Q: Volunteering is often seen in terms of what you give to others. But what does volunteering give you?

A: For me, it’s one of the best things that has happened this year. We often don’t realize how lucky we are until something happens close to us, and then we think, “Wow, how fortunate I am.” But in our daily lives, we forget to appreciate things like living close to family, being healthy, feeling supported, and having friends. These are things we take for granted, thinking they’re normal, but they aren’t for many people. When we think of our grandparents, we often imagine them happy and close to us, but for many people, that’s not the case. Volunteering makes you appreciate what you have and reminds you to care for those around you. And thanks to this program, we can also care for people who aren’t physically close to us. I think many volunteers don’t realize they’re not just doing a good deed but also gaining something for themselves. It may sound strange, but it’s beneficial for their future and opens doors in unexpected ways.

Q: Volunteering offers a perspective that’s completely different from your daily life.

A: I believe it makes you a bit more human. At the university, you have classmates, professors, and sometimes there’s a sense of rivalry. Then you graduate, start internships, deal with limited openings, and think, “I have to do this to achieve my goals.” You can get caught up in a cycle—not necessarily of competing with others but of constantly pushing yourself to be better, more competitive, and to keep advancing. While that’s good, we can’t forget that our humanity must always be on the same level as these ambitions. Volunteering grounds you and reminds you that even if you have big personal or professional goals, you’ll go further if you stay grounded. Volunteering, being part of a cooperative team, and helping people in need—offering them what you can, even if you’re not an expert—teaches you that you don’t need to be perfect to make a difference.

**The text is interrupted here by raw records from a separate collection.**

//! Status messages for operation feedback.

use std::fmt;

/// A one-line success or failure message.
pub struct OperationStatus {
    pub message: String,
    pub success: bool,
}

impl OperationStatus {
    pub fn success(message: impl Into<String>) -> Self {
        Self {
            message: message.into(),
            success: true,
        }
    }

    pub fn failure(message: impl Into<String>) -> Self {
        Self {
            message: message.into(),
            success: false,
        }
    }
}

impl fmt::Display for OperationStatus {
    fn fmt(&self, f: &mut fmt::Formatter<'_>) -> fmt::Result {
        writeln!(
            f,
            "{} {}",
            if self.success { "Success:" } else { "Error:" },
            self.message
        )
    }
}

Q: Finally, Lorena, what would you say to people who are considering helping others but are unaware of the UMH Accompanies You program?

A: Well, I’d mainly address people who have been thinking for a while about how they can help or do something for someone. I think this is a wonderful initiative. For those who may have never considered it before, now is the time to try it out and think about it. Volunteering is one of those things that, once you try it, if you must stop for some reason—perhaps due to lack of time or resources—it leaves you with this lingering feeling of, “When can I do this again?” or “When will I be able to get back to it?”

So, whether you’ve thought about it before or not, give it a try. UMH Accompanies You is a very well-organized initiative where, from the very beginning, you realize you’re making a difference in someone’s life. Personally, it’s taught me a lot and made me appreciate many things, and I think we all need that.

I encourage everyone, especially the university community, to get in touch with the UMH Service of International Relations, Development Cooperation, and Volunteering. Get informed, and once you try it and experience what volunteering is, I promise you’ll want to keep going and always find ways to help someone. I fully recommend it 100 percent.